Human immunodeficiency virus type 1 induces cellular polarization, intercellular adhesion molecule-1 redistribution, and multinucleated giant cell generation in human primary monocytes but not in monocyte-derived macrophages.

In this study, we evaluated the effects of human immunodeficiency virus type 1 (HIV-1) on some morphologic and functional changes in cultured human monocytes/macrophages at different stages of differentiation. Freshly isolated monocytes infected with HIV-1 24 hours after seeding exhibited marked morphologic changes such as uropod formation, polarization of intercellular adhesion molecule-1 (ICAM-1) on the cytoplasmic projection, the redistribution of alpha-actinin on cell-membrane dots, and an increased release of soluble ICAM-1. These changes preceded the increase in monocyte-monocyte fusion and the formation of multinucleated giant cells. In contrast, HIV-1 infection did not affect monocyte-derived macrophages in terms of either cellular polarization or multinucleated giant cell formation. Immunocytochemistry showed that HIV-1 matrix protein was present mostly in bi- and trinucleated cells, which suggests that multinucleated giant cells may represent a long-lived and highly productive cellular source of HIV. The treatment of the HIV-1-infected monocytes with azidodeoxythymidine virtually abolished all viral-induced morphofunctional changes.
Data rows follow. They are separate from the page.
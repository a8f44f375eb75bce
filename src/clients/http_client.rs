//! HTTP client for WooCommerce API communication.
//!
//! This module provides the [`HttpClient`] type for making authenticated
//! requests to a store.

use std::collections::HashMap;

use crate::clients::errors::{HttpError, HttpResponseError, InvalidResponseBodyError};
use crate::clients::http_request::{HttpMethod, HttpRequest};
use crate::clients::http_response::HttpResponse;
use crate::config::{ConsumerKey, ConsumerSecret, WooCommerceConfig};

/// Crate version from Cargo.toml.
pub const SDK_VERSION: &str = env!("CARGO_PKG_VERSION");

/// HTTP client for making requests to the WooCommerce API.
///
/// The client handles:
/// - Base URI construction from the configured store URL
/// - Default headers including `User-Agent` and `Accept`
/// - Credentials, either as HTTP Basic auth or as query parameters
/// - Mapping non-2xx responses onto [`HttpResponseError`]
///
/// Requests are sent exactly once; there is no retry logic.
///
/// # Thread Safety
///
/// `HttpClient` is `Send + Sync`, making it safe to share across async tasks.
#[derive(Debug)]
pub struct HttpClient {
    client: reqwest::Client,
    /// Store root (e.g., `https://shop.example.com`).
    base_uri: String,
    /// API base path (e.g., `/wp-json/wc/v3`).
    base_path: String,
    default_headers: HashMap<String, String>,
    consumer_key: ConsumerKey,
    consumer_secret: ConsumerSecret,
    query_string_auth: bool,
}

// Verify HttpClient is Send + Sync at compile time
const _: fn() = || {
    const fn assert_send_sync<T: Send + Sync>() {}
    assert_send_sync::<HttpClient>();
};

impl HttpClient {
    /// Creates a new HTTP client for the configured store.
    ///
    /// # Arguments
    ///
    /// * `base_path` - The API base path (e.g., "/wp-json/wc/v3")
    /// * `config` - Store URL, credentials and transport settings
    ///
    /// # Errors
    ///
    /// Returns [`HttpError::Network`] if the underlying reqwest client cannot
    /// be created (e.g., TLS backend initialization failure).
    ///
    /// # Example
    ///
    /// ```rust
    /// use woocommerce_api::{WooCommerceConfig, StoreUrl, ConsumerKey, ConsumerSecret};
    /// use woocommerce_api::clients::HttpClient;
    ///
    /// let config = WooCommerceConfig::builder()
    ///     .store_url(StoreUrl::new("https://shop.example.com").unwrap())
    ///     .consumer_key(ConsumerKey::new("ck_1234").unwrap())
    ///     .consumer_secret(ConsumerSecret::new("cs_1234").unwrap())
    ///     .build()
    ///     .unwrap();
    ///
    /// let client = HttpClient::new("/wp-json/wc/v3", &config).unwrap();
    /// assert_eq!(client.base_uri(), "https://shop.example.com");
    /// ```
    pub fn new(
        base_path: impl Into<String>,
        config: &WooCommerceConfig,
    ) -> Result<Self, HttpError> {
        let base_path = base_path.into();
        let base_uri = config.store_url().as_ref().to_string();

        let user_agent_prefix = config
            .user_agent_prefix()
            .map_or(String::new(), |prefix| format!("{prefix} | "));
        let user_agent = format!("{user_agent_prefix}WooCommerce API Client-Rust/{SDK_VERSION}");

        let mut default_headers = HashMap::new();
        default_headers.insert("User-Agent".to_string(), user_agent);
        default_headers.insert("Accept".to_string(), "application/json".to_string());

        if !config.store_url().is_https() {
            tracing::warn!(
                store_url = %config.store_url(),
                "WooCommerce credentials will be sent over plain HTTP; use an https store URL"
            );
        }

        let client = reqwest::Client::builder()
            .use_rustls_tls()
            .timeout(config.timeout())
            .danger_accept_invalid_certs(!config.verify_ssl())
            .build()?;

        Ok(Self {
            client,
            base_uri,
            base_path,
            default_headers,
            consumer_key: config.consumer_key().clone(),
            consumer_secret: config.consumer_secret().clone(),
            query_string_auth: config.query_string_auth(),
        })
    }

    /// Returns the base URI for this client.
    #[must_use]
    pub fn base_uri(&self) -> &str {
        &self.base_uri
    }

    /// Returns the base path for this client.
    #[must_use]
    pub fn base_path(&self) -> &str {
        &self.base_path
    }

    /// Returns the default headers for this client.
    #[must_use]
    pub const fn default_headers(&self) -> &HashMap<String, String> {
        &self.default_headers
    }

    /// Returns the full URL a request path resolves to, without query string.
    #[must_use]
    pub fn url_for(&self, path: &str) -> String {
        format!("{}{}/{}", self.base_uri, self.base_path, path)
    }

    /// Sends an HTTP request to the store.
    ///
    /// # Errors
    ///
    /// Returns [`HttpError`] if:
    /// - Request validation fails (`InvalidRequest`)
    /// - A network error occurs (`Network`)
    /// - A 2xx response body is not JSON (`InvalidBody`)
    /// - A non-2xx response is received (`Response`)
    pub async fn request(&self, request: HttpRequest) -> Result<HttpResponse, HttpError> {
        request.verify()?;

        let url = self.url_for(&request.path);

        let mut query = request.query.clone().unwrap_or_default();
        if self.query_string_auth {
            query.insert(
                "consumer_key".to_string(),
                self.consumer_key.as_ref().to_string(),
            );
            query.insert(
                "consumer_secret".to_string(),
                self.consumer_secret.as_ref().to_string(),
            );
        }

        let mut req_builder = match request.http_method {
            HttpMethod::Get => self.client.get(&url),
            HttpMethod::Post => self.client.post(&url),
            HttpMethod::Put => self.client.put(&url),
            HttpMethod::Delete => self.client.delete(&url),
        };

        for (key, value) in &self.default_headers {
            req_builder = req_builder.header(key, value);
        }

        if !query.is_empty() {
            req_builder = req_builder.query(&query);
        }

        if !self.query_string_auth {
            req_builder = req_builder.basic_auth(
                self.consumer_key.as_ref(),
                Some(self.consumer_secret.as_ref()),
            );
        }

        if let Some(body) = &request.body {
            req_builder = req_builder
                .header("Content-Type", "application/json")
                .body(body.to_string());
        }

        tracing::debug!(
            method = request.http_method.as_str(),
            url = %url,
            "Sending request to WooCommerce API"
        );

        let res = req_builder.send().await?;

        let code = res.status().as_u16();
        let res_headers = Self::parse_response_headers(res.headers());
        let body_text = res.text().await?;
        let body = Self::parse_body(code, body_text)?;

        tracing::debug!(status = code, path = %request.path, "Received WooCommerce API response");

        let response = HttpResponse::new(code, res_headers, body);
        if response.is_ok() {
            return Ok(response);
        }

        let (error_code, message) = response.error_details();
        Err(HttpError::Response(HttpResponseError {
            code,
            error_code,
            message,
        }))
    }

    /// Parses response headers into a `HashMap` keyed by lowercase name.
    fn parse_response_headers(
        headers: &reqwest::header::HeaderMap,
    ) -> HashMap<String, Vec<String>> {
        let mut result: HashMap<String, Vec<String>> = HashMap::new();
        for (name, value) in headers {
            let key = name.as_str().to_lowercase();
            let value = value.to_str().unwrap_or_default().to_string();
            result.entry(key).or_default().push(value);
        }
        result
    }

    /// Parses a response body as JSON.
    ///
    /// An empty body becomes `{}`. A body that is not JSON fails a 2xx
    /// response and is kept as `{"raw_body": ...}` on any other status, where
    /// it becomes the error message.
    fn parse_body(
        code: u16,
        body_text: String,
    ) -> Result<serde_json::Value, InvalidResponseBodyError> {
        if body_text.trim().is_empty() {
            return Ok(serde_json::json!({}));
        }
        match serde_json::from_str(&body_text) {
            Ok(body) => Ok(body),
            Err(_) if (200..300).contains(&code) => Err(InvalidResponseBodyError {
                code,
                body: body_text,
            }),
            Err(_) => Ok(serde_json::json!({ "raw_body": body_text })),
        }
    }
}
On the whole, these results indicate that blood monocytes and differentiated macrophages may be affected differently by HIV infection, as monocytes seem to be much more prone to polarize, undergo homotypic fusion, and form multinucleated giant cells. These changes may confer to HIV-infected monocytes an increased ability to transmigrate through endothelia into tissues, whereas differentiated macrophages may have a predominant role as a widespread reservoir of HIV.